## TRY IT
Go through the data and report each line that holds the string "address".
^^^^
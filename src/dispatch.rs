//! Dispatch interceptor: the fallback handler behind every real route.
//!
//! Requests the router did not claim are matched against the active mocks
//! by exact method+path. A hit runs fault injection, rule selection and
//! response synthesis; a miss ends in the generic JSON 404. Either way a
//! response is always produced.

use crate::evaluator::{self, RequestFacets};
use crate::fault;
use crate::model::MockDefinition;
use crate::registry;
use crate::selector;
use crate::server::AppState;
use axum::body::Body;
use axum::extract::{Request, State};
use axum::http::request::Parts;
use axum::http::{HeaderName, HeaderValue, StatusCode};
use axum::response::{IntoResponse, Response};
use axum::Json;
use serde_json::json;
use tracing::{info, warn};

pub async fn handle(State(state): State<AppState>, req: Request) -> Response {
    let (parts, body) = req.into_parts();
    let method = registry::normalize_method(parts.method.as_str());
    let path = registry::normalize_path(parts.uri.path());

    // Clone the definition out so the latency sleep below never holds
    // the store lock.
    let mock: Option<MockDefinition> = {
        let db = state.store.read().await;
        registry::find_active(&db.dynamic_mocks, &method, &path).cloned()
    };

    let Some(mock) = mock else {
        warn!(%method, %path, "no matching mock");
        return (
            StatusCode::NOT_FOUND,
            Json(json!({
                "status": "error",
                "code": "NOT_FOUND",
                "message": format!("{method} {path} not found"),
            })),
        )
            .into_response();
    };

    if fault::apply(&mock).await {
        return (
            StatusCode::INTERNAL_SERVER_ERROR,
            Json(fault::injected_fault_body()),
        )
            .into_response();
    }

    let body_bytes = match axum::body::to_bytes(body, usize::MAX).await {
        Ok(bytes) => bytes,
        Err(err) => {
            warn!(error = %err, "failed to read request body");
            Default::default()
        }
    };
    let facets = build_facets(&parts, &body_bytes, method, path);

    let selection = selector::select(&mock, &facets);
    let final_body = state.templates.synthesize(&selection.body, &facets);

    info!(
        mock = %mock.id,
        method = %facets.method,
        path = %facets.path,
        status = selection.status_code,
        rule = selection.rule.as_deref().unwrap_or("-"),
        "serving mock"
    );

    let serialized = serde_json::to_string(&final_body)
        .unwrap_or_else(|_| "null".to_string());
    let mut response = Response::new(Body::from(serialized));
    *response.status_mut() =
        StatusCode::from_u16(selection.status_code).unwrap_or(StatusCode::OK);
    for (name, value) in &selection.headers {
        match (
            HeaderName::try_from(name.as_str()),
            HeaderValue::try_from(value.as_str()),
        ) {
            (Ok(name), Ok(value)) => {
                response.headers_mut().insert(name, value);
            }
            _ => warn!(header = %name, "skipping invalid response header"),
        }
    }

    response
}

/// Collect the request facets conditions and templates operate on.
fn build_facets(parts: &Parts, body_bytes: &[u8], method: String, path: String) -> RequestFacets {
    let query = parts
        .uri
        .query()
        .map(evaluator::parse_query_string)
        .unwrap_or_default();

    let headers = parts
        .headers
        .iter()
        .filter_map(|(name, value)| {
            value
                .to_str()
                .ok()
                .map(|v| (name.as_str().to_lowercase(), v.to_string()))
        })
        .collect();

    let raw_body = std::str::from_utf8(body_bytes).ok().map(str::to_string);
    let body = raw_body
        .as_deref()
        .and_then(|text| serde_json::from_str(text).ok());

    RequestFacets {
        method,
        path,
        query,
        headers,
        body,
        raw_body,
        params: Default::default(),
    }
}
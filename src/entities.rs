//! Seeded banking entities: branches, users, accounts, deposit types,
//! standing orders and portal admins.
//!
//! Operations are plain functions over `DbState`, like the mock registry;
//! handlers hold the store lock around them. Read responses are enriched
//! with join fields (`branch_name`, `account_holder`, ...) resolved against
//! the sibling collections at serialization time.

use crate::error::{ApiError, FieldError};
use crate::model;
use crate::store::next_id;
use serde::{Deserialize, Serialize};
use serde_json::{Map, Value};
use std::collections::BTreeMap;

/// Physical bank branch.
#[derive(Debug, Clone, Serialize, Deserialize)]
pub struct Branch {
    pub id: String,
    pub code: String,
    pub name: String,
    pub address: String,
    pub region: String,
    #[serde(default)]
    pub phone: Option<String>,
    #[serde(default)]
    pub email: Option<String>,
    #[serde(default)]
    pub manager: Option<String>,
    /// `active` or `inactive`; delete is a soft status flip.
    pub status: String,
    pub created_at: String,
    #[serde(default, skip_serializing_if = "Option::is_none")]
    pub updated_at: Option<String>,
}

/// Bank customer.
#[derive(Debug, Clone, Serialize, Deserialize)]
pub struct User {
    pub id: String,
    pub customer_number: String,
    pub first_name: String,
    pub last_name: String,
    pub email: String,
    pub phone: String,
    pub id_type: String,
    pub id_number: String,
    pub password: String,
    #[serde(default)]
    pub date_of_birth: Option<String>,
    #[serde(default)]
    pub gender: Option<String>,
    #[serde(default)]
    pub address: Option<String>,
    pub branch_id: String,
    #[serde(default)]
    pub kra_pin: Option<String>,
    /// `pending`, `verified` or `rejected`.
    pub kyc_status: String,
    pub status: String,
    pub created_at: String,
    #[serde(default, skip_serializing_if = "Option::is_none")]
    pub updated_at: Option<String>,
}

/// Customer account, either `withdrawable` (current/savings/cheque) or a
/// term `deposit`. The subtype and deposit fields only apply to their kind.
#[derive(Debug, Clone, Serialize, Deserialize)]
pub struct Account {
    pub id: String,
    pub account_number: String,
    pub user_id: String,
    pub branch_id: String,
    pub account_type: String,
    #[serde(default, skip_serializing_if = "Option::is_none")]
    pub account_subtype: Option<String>,
    #[serde(default, skip_serializing_if = "Option::is_none")]
    pub deposit_type_id: Option<String>,
    pub currency: String,
    #[serde(default)]
    pub balance: f64,
    #[serde(default, skip_serializing_if = "Option::is_none")]
    pub principal: Option<f64>,
    #[serde(default, skip_serializing_if = "Option::is_none")]
    pub rate: Option<f64>,
    #[serde(default, skip_serializing_if = "Option::is_none")]
    pub term_days: Option<u32>,
    #[serde(default, skip_serializing_if = "Option::is_none")]
    pub value_date: Option<String>,
    #[serde(default, skip_serializing_if = "Option::is_none")]
    pub maturity_date: Option<String>,
    /// `active` or `closed`; delete closes.
    pub status: String,
    pub opened_date: String,
    pub created_at: String,
    #[serde(default, skip_serializing_if = "Option::is_none")]
    pub updated_at: Option<String>,
}

/// Term-deposit product definition.
#[derive(Debug, Clone, Serialize, Deserialize)]
pub struct DepositType {
    pub id: String,
    pub code: String,
    pub name: String,
    #[serde(default)]
    pub description: Option<String>,
    pub currency: String,
    #[serde(default)]
    pub min_amount: f64,
    #[serde(default)]
    pub max_amount: Option<f64>,
    #[serde(default)]
    pub min_term_days: Option<u32>,
    #[serde(default)]
    pub max_term_days: Option<u32>,
    pub base_rate: f64,
    #[serde(default = "default_withholding")]
    pub withholding_tax_rate: f64,
    #[serde(default)]
    pub auto_renew_default: bool,
    pub status: String,
    pub created_at: String,
    #[serde(default, skip_serializing_if = "Option::is_none")]
    pub updated_at: Option<String>,
}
^^^^
## WRITTEN REPLY
    pub address: String,
    pub address: Option<String>,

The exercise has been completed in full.